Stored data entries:
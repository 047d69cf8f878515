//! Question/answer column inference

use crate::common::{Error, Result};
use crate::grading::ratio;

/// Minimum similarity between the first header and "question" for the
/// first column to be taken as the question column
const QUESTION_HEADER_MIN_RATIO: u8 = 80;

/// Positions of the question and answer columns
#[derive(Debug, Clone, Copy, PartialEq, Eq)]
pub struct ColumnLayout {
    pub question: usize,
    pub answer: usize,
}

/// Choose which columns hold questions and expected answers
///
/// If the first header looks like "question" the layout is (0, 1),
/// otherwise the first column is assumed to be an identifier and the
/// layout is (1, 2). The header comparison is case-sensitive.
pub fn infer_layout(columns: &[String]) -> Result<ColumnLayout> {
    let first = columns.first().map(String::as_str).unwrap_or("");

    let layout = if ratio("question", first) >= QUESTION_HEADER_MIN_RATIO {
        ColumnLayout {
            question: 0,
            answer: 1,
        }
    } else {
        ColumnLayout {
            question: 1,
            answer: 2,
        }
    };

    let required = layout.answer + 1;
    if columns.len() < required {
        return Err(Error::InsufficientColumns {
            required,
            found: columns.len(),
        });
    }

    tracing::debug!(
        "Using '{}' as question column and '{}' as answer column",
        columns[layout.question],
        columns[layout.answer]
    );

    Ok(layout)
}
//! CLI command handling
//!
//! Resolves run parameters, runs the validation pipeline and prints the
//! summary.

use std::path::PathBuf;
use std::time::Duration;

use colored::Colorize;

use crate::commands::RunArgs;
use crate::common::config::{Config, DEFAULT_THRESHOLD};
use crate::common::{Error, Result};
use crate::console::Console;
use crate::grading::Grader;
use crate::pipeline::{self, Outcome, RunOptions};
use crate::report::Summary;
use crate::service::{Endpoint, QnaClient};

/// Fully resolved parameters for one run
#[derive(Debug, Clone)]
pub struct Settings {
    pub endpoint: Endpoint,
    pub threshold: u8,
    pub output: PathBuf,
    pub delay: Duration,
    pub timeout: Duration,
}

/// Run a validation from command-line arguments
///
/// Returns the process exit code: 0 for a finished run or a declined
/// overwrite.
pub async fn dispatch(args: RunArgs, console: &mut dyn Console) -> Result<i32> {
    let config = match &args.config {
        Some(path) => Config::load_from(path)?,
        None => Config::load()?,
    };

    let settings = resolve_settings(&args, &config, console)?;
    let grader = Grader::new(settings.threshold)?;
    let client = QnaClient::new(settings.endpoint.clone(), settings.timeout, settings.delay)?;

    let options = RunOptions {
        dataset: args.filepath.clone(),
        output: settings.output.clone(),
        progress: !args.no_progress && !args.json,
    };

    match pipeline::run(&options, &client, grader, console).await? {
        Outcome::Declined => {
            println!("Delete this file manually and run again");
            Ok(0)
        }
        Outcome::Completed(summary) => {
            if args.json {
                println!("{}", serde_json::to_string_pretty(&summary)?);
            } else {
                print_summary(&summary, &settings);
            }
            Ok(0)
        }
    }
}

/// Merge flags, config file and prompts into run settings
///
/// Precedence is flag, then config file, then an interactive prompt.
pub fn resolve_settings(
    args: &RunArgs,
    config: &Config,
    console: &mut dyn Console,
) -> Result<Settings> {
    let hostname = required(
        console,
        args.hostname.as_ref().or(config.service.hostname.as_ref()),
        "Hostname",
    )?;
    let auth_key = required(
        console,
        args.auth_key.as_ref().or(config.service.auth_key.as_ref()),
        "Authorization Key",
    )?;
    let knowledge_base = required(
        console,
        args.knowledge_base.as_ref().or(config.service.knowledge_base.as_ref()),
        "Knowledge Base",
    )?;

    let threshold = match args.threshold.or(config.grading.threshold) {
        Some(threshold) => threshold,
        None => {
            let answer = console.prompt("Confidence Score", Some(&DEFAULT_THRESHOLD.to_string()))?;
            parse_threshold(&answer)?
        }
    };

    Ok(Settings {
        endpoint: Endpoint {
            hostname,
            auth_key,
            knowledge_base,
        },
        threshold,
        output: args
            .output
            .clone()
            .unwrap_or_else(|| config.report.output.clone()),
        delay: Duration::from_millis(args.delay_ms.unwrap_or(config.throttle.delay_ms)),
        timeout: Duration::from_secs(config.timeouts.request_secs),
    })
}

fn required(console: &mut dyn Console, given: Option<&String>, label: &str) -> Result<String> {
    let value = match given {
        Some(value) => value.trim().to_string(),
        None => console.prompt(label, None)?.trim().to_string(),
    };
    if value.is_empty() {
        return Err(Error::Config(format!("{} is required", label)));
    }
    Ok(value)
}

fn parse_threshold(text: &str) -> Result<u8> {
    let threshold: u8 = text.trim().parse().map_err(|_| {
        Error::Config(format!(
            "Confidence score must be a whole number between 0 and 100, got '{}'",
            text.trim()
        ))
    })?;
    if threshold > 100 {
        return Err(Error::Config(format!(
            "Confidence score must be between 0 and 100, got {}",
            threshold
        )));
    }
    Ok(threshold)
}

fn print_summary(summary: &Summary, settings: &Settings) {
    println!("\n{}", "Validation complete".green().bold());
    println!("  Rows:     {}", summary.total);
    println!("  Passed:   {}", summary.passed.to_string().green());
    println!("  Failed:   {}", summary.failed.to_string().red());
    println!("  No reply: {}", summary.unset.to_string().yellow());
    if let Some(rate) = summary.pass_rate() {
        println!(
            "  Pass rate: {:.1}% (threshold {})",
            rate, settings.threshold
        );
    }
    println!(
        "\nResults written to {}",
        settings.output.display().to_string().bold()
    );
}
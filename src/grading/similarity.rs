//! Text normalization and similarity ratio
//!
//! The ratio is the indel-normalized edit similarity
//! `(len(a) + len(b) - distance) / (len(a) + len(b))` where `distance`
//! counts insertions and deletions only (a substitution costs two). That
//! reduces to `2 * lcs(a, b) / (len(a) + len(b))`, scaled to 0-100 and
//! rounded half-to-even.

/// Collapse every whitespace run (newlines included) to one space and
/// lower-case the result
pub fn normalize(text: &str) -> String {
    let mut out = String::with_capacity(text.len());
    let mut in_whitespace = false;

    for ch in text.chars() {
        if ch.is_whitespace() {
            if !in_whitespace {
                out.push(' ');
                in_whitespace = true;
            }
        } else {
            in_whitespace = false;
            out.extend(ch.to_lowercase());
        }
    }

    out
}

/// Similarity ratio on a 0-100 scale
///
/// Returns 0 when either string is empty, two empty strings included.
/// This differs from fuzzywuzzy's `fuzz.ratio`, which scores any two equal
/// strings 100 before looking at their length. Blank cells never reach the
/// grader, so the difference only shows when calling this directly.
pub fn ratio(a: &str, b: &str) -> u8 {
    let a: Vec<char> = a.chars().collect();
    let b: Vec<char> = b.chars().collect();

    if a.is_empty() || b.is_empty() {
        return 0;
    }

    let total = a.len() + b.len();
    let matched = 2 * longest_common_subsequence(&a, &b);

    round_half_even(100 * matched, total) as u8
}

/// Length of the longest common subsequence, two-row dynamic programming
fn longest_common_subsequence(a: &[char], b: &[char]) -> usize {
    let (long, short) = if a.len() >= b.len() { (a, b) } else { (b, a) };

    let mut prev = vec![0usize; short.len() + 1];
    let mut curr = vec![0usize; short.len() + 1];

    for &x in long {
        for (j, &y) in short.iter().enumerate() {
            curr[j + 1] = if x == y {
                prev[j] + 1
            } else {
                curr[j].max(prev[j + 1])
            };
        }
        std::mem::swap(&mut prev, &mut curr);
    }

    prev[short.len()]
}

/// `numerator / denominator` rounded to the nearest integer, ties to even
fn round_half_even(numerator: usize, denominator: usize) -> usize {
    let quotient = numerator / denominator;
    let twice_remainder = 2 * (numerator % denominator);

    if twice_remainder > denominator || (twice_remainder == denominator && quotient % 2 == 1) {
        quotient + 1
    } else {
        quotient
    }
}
--
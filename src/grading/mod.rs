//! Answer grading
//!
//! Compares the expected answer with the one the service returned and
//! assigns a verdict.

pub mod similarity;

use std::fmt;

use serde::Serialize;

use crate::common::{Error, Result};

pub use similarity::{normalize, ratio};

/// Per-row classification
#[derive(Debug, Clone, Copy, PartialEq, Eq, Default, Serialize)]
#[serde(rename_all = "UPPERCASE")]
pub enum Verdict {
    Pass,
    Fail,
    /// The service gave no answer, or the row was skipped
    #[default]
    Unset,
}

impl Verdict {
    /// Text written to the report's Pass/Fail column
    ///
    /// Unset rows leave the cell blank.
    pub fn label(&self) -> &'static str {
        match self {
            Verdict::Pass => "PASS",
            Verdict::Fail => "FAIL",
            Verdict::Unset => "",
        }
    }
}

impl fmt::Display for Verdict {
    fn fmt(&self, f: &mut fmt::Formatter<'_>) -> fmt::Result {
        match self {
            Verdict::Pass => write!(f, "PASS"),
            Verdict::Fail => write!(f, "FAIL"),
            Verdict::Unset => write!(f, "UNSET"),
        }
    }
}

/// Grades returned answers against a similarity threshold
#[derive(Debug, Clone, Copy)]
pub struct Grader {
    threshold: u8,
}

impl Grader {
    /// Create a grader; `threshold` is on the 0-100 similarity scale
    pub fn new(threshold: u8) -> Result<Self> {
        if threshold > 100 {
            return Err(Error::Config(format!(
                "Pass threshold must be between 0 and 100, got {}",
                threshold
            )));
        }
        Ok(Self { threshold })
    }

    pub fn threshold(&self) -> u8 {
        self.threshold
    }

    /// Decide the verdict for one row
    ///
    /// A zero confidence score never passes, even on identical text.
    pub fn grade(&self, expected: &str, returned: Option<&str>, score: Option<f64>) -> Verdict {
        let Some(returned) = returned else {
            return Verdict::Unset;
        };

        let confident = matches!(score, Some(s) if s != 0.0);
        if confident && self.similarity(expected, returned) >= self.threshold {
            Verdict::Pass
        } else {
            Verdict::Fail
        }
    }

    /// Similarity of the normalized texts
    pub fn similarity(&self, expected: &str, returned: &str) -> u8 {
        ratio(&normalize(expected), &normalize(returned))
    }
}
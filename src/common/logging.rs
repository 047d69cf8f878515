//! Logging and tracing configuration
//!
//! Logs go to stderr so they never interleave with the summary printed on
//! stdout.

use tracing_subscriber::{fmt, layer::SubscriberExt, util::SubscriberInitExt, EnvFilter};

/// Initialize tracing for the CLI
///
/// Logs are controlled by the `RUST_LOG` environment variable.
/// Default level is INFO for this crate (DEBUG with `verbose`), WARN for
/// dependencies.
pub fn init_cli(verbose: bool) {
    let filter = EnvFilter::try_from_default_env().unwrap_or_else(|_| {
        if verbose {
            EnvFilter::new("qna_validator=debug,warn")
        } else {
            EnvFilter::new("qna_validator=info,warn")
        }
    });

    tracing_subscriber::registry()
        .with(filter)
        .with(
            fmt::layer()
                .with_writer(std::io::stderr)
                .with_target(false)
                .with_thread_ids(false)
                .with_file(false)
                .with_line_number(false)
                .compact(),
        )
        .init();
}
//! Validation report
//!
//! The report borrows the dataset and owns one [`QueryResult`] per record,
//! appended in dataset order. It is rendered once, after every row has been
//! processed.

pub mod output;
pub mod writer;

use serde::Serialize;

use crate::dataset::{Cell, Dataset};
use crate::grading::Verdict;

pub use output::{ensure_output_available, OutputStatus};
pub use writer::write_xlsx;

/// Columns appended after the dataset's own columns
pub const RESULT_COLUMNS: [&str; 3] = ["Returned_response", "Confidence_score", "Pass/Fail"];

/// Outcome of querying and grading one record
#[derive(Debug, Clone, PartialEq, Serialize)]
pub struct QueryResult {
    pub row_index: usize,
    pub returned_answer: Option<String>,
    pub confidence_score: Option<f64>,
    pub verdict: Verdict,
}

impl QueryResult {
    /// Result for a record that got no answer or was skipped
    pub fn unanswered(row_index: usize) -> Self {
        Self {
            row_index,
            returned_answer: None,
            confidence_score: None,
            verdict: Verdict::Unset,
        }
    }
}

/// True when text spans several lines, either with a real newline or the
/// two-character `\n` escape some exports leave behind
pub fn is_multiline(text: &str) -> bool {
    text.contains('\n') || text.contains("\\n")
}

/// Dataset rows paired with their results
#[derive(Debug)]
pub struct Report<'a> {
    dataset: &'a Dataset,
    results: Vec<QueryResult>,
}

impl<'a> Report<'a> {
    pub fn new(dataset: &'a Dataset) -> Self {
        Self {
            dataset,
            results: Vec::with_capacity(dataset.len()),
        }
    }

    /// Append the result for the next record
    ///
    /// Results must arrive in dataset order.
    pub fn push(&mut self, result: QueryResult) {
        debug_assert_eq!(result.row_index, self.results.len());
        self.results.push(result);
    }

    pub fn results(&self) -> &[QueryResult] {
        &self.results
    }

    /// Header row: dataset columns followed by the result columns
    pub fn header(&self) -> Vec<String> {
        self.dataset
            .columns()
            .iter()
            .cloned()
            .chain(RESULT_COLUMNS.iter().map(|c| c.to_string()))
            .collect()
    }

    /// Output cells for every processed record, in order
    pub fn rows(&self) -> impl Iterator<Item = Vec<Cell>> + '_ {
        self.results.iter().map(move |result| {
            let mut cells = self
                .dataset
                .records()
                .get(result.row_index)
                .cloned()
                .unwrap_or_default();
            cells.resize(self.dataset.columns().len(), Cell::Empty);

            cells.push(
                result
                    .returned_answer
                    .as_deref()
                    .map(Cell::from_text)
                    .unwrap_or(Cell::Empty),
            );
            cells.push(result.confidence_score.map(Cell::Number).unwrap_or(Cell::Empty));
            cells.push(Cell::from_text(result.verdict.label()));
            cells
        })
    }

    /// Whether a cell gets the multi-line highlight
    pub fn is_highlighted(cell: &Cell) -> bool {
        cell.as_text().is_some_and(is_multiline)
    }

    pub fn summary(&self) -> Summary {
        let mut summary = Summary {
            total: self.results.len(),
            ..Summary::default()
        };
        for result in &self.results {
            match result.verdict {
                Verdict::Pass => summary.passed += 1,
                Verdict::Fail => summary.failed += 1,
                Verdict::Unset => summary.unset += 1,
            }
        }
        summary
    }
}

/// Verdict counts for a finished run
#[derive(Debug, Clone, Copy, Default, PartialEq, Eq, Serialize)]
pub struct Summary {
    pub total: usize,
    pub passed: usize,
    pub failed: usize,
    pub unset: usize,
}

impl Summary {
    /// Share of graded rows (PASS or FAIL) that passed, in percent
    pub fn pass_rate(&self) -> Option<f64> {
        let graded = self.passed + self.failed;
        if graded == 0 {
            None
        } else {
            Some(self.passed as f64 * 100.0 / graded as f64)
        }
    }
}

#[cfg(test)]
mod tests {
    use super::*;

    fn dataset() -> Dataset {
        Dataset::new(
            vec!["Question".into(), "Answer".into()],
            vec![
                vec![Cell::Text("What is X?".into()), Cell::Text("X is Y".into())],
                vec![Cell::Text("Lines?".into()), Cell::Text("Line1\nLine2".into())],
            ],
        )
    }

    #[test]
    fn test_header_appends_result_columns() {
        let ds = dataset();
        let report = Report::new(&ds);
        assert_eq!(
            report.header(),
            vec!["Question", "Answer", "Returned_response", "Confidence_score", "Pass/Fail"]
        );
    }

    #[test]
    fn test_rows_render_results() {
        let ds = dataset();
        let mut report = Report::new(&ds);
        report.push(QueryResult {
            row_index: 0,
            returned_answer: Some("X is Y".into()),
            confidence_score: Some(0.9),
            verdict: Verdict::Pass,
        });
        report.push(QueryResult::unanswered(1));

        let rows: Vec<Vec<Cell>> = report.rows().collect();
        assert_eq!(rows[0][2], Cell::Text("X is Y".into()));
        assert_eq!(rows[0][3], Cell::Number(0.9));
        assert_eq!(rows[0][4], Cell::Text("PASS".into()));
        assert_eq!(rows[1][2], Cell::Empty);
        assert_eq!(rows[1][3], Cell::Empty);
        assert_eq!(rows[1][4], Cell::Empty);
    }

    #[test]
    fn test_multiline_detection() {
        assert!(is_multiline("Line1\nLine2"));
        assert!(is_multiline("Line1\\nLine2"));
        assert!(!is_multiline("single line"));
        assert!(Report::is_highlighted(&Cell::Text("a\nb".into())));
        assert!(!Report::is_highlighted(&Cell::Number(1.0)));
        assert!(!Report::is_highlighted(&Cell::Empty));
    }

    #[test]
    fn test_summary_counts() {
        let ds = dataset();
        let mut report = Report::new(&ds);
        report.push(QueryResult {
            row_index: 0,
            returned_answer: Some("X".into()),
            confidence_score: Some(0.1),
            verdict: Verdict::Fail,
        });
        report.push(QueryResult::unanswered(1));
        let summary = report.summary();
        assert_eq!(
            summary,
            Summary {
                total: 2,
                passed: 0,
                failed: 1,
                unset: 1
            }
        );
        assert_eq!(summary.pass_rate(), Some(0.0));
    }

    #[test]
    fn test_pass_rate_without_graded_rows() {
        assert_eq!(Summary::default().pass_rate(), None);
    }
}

- **Your objective**
Show every line above in which the word "normalized" occurs.

- **Task response**
//! The ratio is the indel-normalized edit similarity
    /// Similarity of the normalized texts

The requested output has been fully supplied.